Border Art as a Political Strategy

By Antonio Prieto

The cultural production of the México/U.S. borderlands has been very diverse and prolific throughout history. However, the emergence of an art that deliberatlely addresses political issues, or even of art as a political strategy, is relatively recent in the region. Up to the seventies, culture of the borderlands could be classified as basically "popular," that is, culture usually produced and enjoyed by the working class. This is hardly surprising considering that the region has been home to indigenous peoples, campesinos and vaqueros (cowboys), among others. At the borderlands many folk traditions --basically from México-- have thrived since the beginning of this century, from the corridos (ballads) to the popular theater forms of carpa.

It was not until the early eighties that art emerged at the borderlands that explicitly addressed border politics. As opposed to folk artists, the new generation belongs to the middle class, has formal training and self-consciously conceives itself as producer of "border art." Moreover, their art is politically charged, and assumes a confrontational stance vis-à-vis both Mexican and U.S. government policies. This generation was directly influenced by the Chicano artistic production of the seventies, which often navigated the limits of high and popular culture.


Chicano Art on La Frontera

While the first examples of Chicano art in the late sixties took up issues of land, community and opperession, it was not until later that graphic artists like Rupert García began to explicitly depict the border in their work. García's 1973 silkscreen "¡Cesen Deportación!," for example, calls for an end to the exploitative treatement of migrant workers who are allowed to cross the border and are then deported at the whim of U.S. economic and political interests. The image boldly highlights the barbed wire that spanned most of the borderline (sturdier walls have been erected since then). The wire's black thorns over a solid red backround becomes a symbol of unfair violence towards the Mexican immigrants, and also evokes the colors used in Mexican strike flags, as well as César Chávez's UFW banner. Silkscreens by Chicano artists like García, Malaquías Montoya and Emanuel Martínez were widely distributed among grassroots activists as posters and flyers.

Also in 1973, El Teatro Campesino produced a play called La Frontera, which can today be viewed in Jesse Treviño's unique documentary Somos Uno. The play depicts the drama of an unnamed Mexican campesino who must cross the border into the U.S. to find a better life. What he finds, however, is corruption at the borderline, where he has to bribe both Mexican and U.S. agents. He immediately enters a desperate cycle of exploitation at the hands of the coyotes (people who help immigrants across for a fee) and the farmowners. When the campesino attempts to return to México, his boss won't allow him. He's finally drafted to Vietnam where he dies in battle. The play, in true spirit of the early Teatro Campesino "actos," is full of parody, stylized acting, and is narrated in the form of a traditional corrido, thus acknowledging the popular roots of the intended audience.

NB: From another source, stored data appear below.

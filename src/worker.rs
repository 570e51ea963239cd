//! Fixed-size worker pools draining a shared FIFO queue.
//!
//! Workers never wait for new work: an empty queue ends the worker. A task
//! that fails or panics is logged and dropped; the worker moves on to the
//! next task.

use std::collections::VecDeque;
use std::fmt;
use std::panic::{self, AssertUnwindSafe};
use std::sync::mpsc::{self, Receiver};
use std::sync::{Arc, Mutex, PoisonError};

use anyhow::{Context, Result};
use rayon::ThreadPool;
use tracing::{debug, error, warn};

pub trait Task: Send + 'static {
    type Error: fmt::Display;

    fn perform(self) -> Result<(), Self::Error>;
}

#[derive(Debug)]
pub struct TaskQueue<T> {
    tasks: Mutex<VecDeque<T>>,
}

impl<T> Default for TaskQueue<T> {
    fn default() -> Self {
        Self {
            tasks: Mutex::new(VecDeque::new()),
        }
    }
}

impl<T> TaskQueue<T> {
    pub fn new() -> Self {
        Self::default()
    }

    pub fn push(&self, task: T) {
        self.lock().push_back(task);
    }

    pub fn extend(&self, tasks: impl IntoIterator<Item = T>) {
        self.lock().extend(tasks);
    }

    /// Removes the oldest task, or returns `None` right away when empty.
    pub fn pop(&self) -> Option<T> {
        self.lock().pop_front()
    }

    pub fn len(&self) -> usize {
        self.lock().len()
    }

    pub fn is_empty(&self) -> bool {
        self.len() == 0
    }

    fn lock(&self) -> std::sync::MutexGuard<'_, VecDeque<T>> {
        self.tasks.lock().unwrap_or_else(PoisonError::into_inner)
    }
}

/// Outcome counts of one pool run.
#[derive(Debug, Clone, Copy, Default, PartialEq, Eq)]
pub struct PoolSummary {
    pub completed: usize,
    pub failed: usize,
    pub panicked: usize,
}

impl PoolSummary {
    fn add(&mut self, other: PoolSummary) {
        self.completed += other.completed;
        self.failed += other.failed;
        self.panicked += other.panicked;
    }
}

/// Runs `size` worker loops on a dedicated rayon pool. Each loop drains the
/// shared queue and reports its [`PoolSummary`] back when the queue is empty.
pub struct WorkerPool<T: Task> {
    name: String,
    size: usize,
    queue: Arc<TaskQueue<T>>,
    pool: Option<ThreadPool>,
    done: Option<Receiver<PoolSummary>>,
}

impl<T: Task> WorkerPool<T> {
    pub fn new(name: impl Into<String>, size: usize, queue: Arc<TaskQueue<T>>) -> Self {
        Self {
            name: name.into(),
            size: size.max(1),
            queue,
            pool: None,
            done: None,
        }
    }

    /// Spawns the workers. Calling it again on a running pool does nothing.
    /// No worker is started when the pool cannot be built.
    pub fn start(&mut self) -> Result<()> {
        if self.pool.is_some() {
            return Ok(());
        }

        let thread_prefix = self.name.clone();
        let pool = rayon::ThreadPoolBuilder::new()
            .num_threads(self.size)
            .thread_name(move |i| format!("{thread_prefix}-{}", i + 1))
            .build()
            .with_context(|| format!("Failed to build worker pool {}", self.name))?;

        let (tx, rx) = mpsc::channel();
        for i in 0..self.size {
            let worker_name = format!("{}-{}", self.name, i + 1);
            let queue = Arc::clone(&self.queue);
            let tx = tx.clone();
            pool.spawn(move || {
                let _ = tx.send(run_worker(&worker_name, &queue));
            });
        }

        self.pool = Some(pool);
        self.done = Some(rx);
        Ok(())
    }

    /// Blocks until every worker has exited, which means the queue is drained.
    pub fn join(self) -> PoolSummary {
        let mut summary = PoolSummary::default();
        let mut finished = 0;
        if let Some(done) = self.done {
            // Ends once every worker has sent its summary and dropped its sender.
            for worker in done.iter() {
                summary.add(worker);
                finished += 1;
            }
        }
        if self.pool.is_some() && finished < self.size {
            // run_worker contains task panics, so this is a bug in the loop itself.
            error!(pool = %self.name, finished, size = self.size, "worker died");
        }
        debug!(
            pool = %self.name,
            completed = summary.completed,
            failed = summary.failed,
            panicked = summary.panicked,
            "pool drained"
        );
        summary
    }

    /// `start` followed by `join`.
    pub fn run(mut self) -> Result<PoolSummary> {
        self.start()?;
        Ok(self.join())
    }
}

fn run_worker<T: Task>(worker: &str, queue: &TaskQueue<T>) -> PoolSummary {
    let mut summary = PoolSummary::default();
    while let Some(task) = queue.pop() {
        match panic::catch_unwind(AssertUnwindSafe(|| task.perform())) {
            Ok(Ok(())) => summary.completed += 1,
            Ok(Err(err)) => {
                summary.failed += 1;
                warn!(worker, error = %err, "task failed");
            }
            Err(payload) => {
                summary.panicked += 1;
                error!(worker, panic = panic_message(payload.as_ref()), "task panicked");
            }
        }
    }
    summary
}

fn panic_message(payload: &(dyn std::any::Any + Send)) -> &str {
    payload
        .downcast_ref::<&str>()
        .copied()
        .or_else(|| payload.downcast_ref::<String>().map(String::as_str))
        .unwrap_or("<non-string panic>")
}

Chicano productions such as these, while addressing the boder as a locus of violence, were mainly concerned with the immigrants' plight beyond the borderline. A decade later, the border itself became a central issue for a host of very talented artists from both sides of the dividing line. Many were Chicano, but it is important to note that a great number were also Mexican and Anglo-American, signalling a new concern with cross-border and interethnic alliances.


Conceptual Art at the Border

One of the first groups to emerge was the San Diego-based Border Arts Workshop/Taller de Arte Fronterizo (BAW/TAF), founded in 1984 by a binational group of artists, activists, journalists and scholars. The founding members were David Avalos, Sara-Jo Berman, Víctor Ochoa, Isaac Artenstein, Guillermo Gómez-Peña, Michael Schnorr and Jude Ederhart, many of them linked to San Diego's Centro Cultural de la Raza, a Chicano arts center founded in 1970. Although based in San Diego, many of the group's projects were carried out in Tijuana, or at the borderline itself. From the beginning, the group established its interest in addressing "the social tensions the Mexican-American border creates, while asking us to imagine a world in which this international boundary has been erased." (quoted in Grynsztejn 25)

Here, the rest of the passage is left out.